Start of Block

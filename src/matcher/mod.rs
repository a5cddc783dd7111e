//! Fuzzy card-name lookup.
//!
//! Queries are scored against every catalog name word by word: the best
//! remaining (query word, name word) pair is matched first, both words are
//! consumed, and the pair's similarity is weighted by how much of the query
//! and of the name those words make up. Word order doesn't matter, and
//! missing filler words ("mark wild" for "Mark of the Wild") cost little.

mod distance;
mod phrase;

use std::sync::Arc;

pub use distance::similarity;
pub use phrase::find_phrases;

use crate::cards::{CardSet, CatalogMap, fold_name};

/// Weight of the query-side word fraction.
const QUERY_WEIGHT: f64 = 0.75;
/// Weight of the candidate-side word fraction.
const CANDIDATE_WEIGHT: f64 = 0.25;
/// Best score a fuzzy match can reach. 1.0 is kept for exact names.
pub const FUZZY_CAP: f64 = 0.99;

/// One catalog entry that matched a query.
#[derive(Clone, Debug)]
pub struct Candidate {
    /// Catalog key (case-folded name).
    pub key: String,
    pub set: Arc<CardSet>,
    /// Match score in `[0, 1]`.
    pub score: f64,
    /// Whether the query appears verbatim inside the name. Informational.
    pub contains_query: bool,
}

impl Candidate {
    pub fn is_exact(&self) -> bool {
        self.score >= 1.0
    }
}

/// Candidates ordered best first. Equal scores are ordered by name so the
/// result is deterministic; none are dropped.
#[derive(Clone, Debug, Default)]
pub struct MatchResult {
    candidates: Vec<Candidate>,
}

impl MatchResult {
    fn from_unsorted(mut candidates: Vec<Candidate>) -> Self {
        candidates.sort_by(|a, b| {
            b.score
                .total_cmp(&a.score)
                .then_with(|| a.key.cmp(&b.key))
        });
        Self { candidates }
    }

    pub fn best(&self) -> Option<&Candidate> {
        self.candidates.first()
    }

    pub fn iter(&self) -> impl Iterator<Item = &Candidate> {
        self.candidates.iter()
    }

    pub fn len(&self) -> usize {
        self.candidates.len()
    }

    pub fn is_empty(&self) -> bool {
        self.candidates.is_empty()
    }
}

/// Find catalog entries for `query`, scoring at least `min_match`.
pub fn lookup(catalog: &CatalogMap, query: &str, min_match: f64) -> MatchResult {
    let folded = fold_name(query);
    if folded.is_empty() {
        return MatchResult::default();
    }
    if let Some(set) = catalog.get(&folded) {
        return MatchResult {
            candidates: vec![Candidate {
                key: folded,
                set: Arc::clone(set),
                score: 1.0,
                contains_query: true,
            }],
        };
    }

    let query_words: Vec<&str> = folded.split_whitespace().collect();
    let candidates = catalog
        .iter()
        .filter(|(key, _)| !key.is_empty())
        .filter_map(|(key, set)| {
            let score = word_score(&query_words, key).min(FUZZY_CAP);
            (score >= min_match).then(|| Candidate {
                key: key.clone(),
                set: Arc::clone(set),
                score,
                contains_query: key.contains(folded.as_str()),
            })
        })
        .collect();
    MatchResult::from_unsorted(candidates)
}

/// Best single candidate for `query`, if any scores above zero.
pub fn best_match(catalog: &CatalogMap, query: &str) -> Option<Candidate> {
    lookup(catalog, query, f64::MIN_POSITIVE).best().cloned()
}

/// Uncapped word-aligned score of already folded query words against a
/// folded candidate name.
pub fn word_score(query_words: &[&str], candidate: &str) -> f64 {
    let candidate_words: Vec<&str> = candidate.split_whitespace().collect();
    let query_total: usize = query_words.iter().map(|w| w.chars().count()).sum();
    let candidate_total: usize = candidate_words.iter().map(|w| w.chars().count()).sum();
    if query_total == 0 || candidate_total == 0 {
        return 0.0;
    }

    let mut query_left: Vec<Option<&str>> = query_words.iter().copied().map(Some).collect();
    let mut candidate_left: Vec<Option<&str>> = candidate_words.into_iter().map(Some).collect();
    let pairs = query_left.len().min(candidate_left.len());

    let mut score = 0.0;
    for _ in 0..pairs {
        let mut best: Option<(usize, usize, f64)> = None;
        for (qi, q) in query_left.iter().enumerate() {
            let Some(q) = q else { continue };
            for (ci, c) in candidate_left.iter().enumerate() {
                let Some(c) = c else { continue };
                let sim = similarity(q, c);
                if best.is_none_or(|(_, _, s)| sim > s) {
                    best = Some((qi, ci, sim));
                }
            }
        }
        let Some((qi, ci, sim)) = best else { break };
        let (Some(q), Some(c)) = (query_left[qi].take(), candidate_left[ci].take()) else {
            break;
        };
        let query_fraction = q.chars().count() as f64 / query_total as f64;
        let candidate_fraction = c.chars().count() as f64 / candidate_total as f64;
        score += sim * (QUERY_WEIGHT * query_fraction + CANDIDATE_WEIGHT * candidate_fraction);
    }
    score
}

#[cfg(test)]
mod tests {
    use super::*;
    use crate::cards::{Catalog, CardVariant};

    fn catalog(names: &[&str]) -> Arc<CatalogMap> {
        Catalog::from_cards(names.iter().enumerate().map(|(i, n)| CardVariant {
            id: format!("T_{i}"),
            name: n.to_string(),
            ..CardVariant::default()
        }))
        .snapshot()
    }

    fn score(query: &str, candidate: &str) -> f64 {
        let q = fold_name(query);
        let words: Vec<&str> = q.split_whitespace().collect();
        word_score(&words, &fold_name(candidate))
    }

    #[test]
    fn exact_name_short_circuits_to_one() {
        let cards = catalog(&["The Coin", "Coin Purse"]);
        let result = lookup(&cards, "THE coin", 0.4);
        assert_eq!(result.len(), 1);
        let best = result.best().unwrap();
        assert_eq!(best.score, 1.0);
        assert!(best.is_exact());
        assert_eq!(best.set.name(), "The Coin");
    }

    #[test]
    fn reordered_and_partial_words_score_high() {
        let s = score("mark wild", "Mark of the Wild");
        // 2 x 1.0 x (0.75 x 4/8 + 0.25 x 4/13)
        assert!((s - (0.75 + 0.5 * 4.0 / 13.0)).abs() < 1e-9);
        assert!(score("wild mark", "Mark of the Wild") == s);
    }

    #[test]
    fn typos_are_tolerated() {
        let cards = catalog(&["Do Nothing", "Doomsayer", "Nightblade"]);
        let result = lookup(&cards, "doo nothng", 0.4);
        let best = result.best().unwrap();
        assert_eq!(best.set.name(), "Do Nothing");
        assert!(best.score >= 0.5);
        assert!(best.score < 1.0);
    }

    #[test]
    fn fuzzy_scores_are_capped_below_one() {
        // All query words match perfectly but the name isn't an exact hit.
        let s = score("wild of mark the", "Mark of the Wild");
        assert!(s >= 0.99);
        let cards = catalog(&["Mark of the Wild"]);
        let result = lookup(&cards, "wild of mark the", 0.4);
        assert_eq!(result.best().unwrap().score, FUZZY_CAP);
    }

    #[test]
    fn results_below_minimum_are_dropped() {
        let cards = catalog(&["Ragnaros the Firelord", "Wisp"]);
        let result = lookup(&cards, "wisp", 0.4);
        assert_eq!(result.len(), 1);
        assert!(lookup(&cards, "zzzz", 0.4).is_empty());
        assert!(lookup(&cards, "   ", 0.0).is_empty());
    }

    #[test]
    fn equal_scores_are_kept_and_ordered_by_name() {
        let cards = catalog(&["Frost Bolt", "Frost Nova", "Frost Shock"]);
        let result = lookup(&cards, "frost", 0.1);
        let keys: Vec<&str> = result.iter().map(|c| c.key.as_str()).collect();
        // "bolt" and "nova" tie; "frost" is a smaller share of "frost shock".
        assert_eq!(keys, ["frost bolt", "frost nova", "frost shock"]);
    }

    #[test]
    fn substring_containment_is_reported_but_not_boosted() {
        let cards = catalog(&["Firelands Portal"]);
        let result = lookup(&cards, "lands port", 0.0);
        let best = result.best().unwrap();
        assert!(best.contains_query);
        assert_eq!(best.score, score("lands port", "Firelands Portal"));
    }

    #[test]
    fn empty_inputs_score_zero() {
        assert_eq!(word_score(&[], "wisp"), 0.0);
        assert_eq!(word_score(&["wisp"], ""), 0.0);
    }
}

End of Block
Start of Block

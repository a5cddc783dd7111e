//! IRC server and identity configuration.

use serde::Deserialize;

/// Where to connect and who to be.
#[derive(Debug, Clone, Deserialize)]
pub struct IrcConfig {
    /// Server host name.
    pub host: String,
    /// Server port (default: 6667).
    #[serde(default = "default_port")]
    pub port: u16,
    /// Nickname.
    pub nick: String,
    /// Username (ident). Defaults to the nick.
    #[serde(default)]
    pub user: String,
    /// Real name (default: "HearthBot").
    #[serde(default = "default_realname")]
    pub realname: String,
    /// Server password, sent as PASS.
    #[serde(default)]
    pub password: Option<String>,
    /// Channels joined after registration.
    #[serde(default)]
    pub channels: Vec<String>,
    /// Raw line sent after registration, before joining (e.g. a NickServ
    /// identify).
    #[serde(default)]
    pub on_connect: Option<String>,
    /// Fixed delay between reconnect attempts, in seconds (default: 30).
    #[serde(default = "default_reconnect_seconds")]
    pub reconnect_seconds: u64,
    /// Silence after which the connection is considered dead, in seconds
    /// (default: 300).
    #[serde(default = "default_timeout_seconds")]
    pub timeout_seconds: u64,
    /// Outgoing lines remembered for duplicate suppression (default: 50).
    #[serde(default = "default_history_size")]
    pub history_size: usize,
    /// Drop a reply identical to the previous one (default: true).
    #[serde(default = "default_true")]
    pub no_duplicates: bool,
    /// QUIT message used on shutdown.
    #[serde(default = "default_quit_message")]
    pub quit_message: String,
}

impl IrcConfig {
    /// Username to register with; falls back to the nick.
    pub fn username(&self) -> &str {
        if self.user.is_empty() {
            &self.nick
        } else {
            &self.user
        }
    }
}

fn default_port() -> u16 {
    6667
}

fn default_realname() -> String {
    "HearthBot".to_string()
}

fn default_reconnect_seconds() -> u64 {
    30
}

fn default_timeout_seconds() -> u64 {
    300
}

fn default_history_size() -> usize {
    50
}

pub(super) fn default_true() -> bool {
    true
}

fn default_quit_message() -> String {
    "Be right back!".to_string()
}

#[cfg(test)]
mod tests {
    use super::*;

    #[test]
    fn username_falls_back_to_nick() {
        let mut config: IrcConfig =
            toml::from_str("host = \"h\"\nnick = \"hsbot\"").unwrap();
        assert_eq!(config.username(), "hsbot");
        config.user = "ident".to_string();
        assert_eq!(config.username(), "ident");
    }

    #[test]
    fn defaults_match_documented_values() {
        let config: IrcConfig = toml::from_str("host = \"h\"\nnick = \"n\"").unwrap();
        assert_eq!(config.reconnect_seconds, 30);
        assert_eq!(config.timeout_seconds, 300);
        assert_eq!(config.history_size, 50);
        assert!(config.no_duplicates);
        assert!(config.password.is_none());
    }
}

End of Block
Start of Block

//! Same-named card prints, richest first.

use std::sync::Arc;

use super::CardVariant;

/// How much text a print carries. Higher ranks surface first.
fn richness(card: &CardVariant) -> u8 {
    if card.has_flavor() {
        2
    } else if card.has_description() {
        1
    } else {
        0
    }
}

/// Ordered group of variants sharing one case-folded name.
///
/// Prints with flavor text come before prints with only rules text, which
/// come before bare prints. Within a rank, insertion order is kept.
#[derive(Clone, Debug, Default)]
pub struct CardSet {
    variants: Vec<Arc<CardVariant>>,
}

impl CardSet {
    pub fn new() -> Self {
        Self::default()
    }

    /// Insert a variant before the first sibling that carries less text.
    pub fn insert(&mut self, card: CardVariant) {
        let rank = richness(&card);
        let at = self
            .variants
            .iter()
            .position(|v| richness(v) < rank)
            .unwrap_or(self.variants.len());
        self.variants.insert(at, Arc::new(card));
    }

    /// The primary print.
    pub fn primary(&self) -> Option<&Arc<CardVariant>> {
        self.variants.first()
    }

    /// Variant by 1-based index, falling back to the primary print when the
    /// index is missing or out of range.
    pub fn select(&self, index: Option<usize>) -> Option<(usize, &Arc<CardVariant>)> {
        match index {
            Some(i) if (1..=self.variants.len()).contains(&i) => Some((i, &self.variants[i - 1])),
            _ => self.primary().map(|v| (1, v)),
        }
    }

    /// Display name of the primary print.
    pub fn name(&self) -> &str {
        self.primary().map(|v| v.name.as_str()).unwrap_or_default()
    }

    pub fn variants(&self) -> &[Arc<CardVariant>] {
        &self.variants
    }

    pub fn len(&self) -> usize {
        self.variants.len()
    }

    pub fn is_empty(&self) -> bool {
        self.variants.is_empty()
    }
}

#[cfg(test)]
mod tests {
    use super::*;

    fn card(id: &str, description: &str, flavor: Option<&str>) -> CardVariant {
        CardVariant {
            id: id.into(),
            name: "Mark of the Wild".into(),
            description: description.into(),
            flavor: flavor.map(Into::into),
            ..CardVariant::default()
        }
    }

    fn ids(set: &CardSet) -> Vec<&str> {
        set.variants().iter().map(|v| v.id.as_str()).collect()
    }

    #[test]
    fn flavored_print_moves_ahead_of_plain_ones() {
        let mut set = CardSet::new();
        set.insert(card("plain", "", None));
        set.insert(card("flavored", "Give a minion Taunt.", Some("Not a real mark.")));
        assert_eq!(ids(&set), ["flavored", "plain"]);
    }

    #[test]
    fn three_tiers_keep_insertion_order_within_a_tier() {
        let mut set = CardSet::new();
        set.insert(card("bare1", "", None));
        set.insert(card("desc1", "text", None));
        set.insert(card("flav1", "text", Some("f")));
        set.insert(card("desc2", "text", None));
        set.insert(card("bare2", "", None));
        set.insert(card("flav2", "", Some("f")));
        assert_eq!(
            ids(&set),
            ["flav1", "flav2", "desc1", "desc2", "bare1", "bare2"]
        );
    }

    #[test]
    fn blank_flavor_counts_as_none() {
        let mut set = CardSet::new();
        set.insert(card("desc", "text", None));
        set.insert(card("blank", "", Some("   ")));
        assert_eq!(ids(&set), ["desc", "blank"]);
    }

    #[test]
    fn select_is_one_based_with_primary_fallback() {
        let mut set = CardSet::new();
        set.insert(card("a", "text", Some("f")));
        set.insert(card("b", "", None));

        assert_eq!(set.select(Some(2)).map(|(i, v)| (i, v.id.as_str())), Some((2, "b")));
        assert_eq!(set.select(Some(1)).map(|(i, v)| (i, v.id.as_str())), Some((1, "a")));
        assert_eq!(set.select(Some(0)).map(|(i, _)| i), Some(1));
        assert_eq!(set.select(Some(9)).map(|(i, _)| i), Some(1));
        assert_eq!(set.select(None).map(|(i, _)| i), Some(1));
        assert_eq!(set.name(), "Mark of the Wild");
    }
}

End of Block

What you will do - Pull out every line of the records that includes the string "toml".

Response to the exercise -
            toml::from_str("host = \"h\"\nnick = \"hsbot\"").unwrap();
        let config: IrcConfig = toml::from_str("host = \"h\"\nnick = \"n\"").unwrap();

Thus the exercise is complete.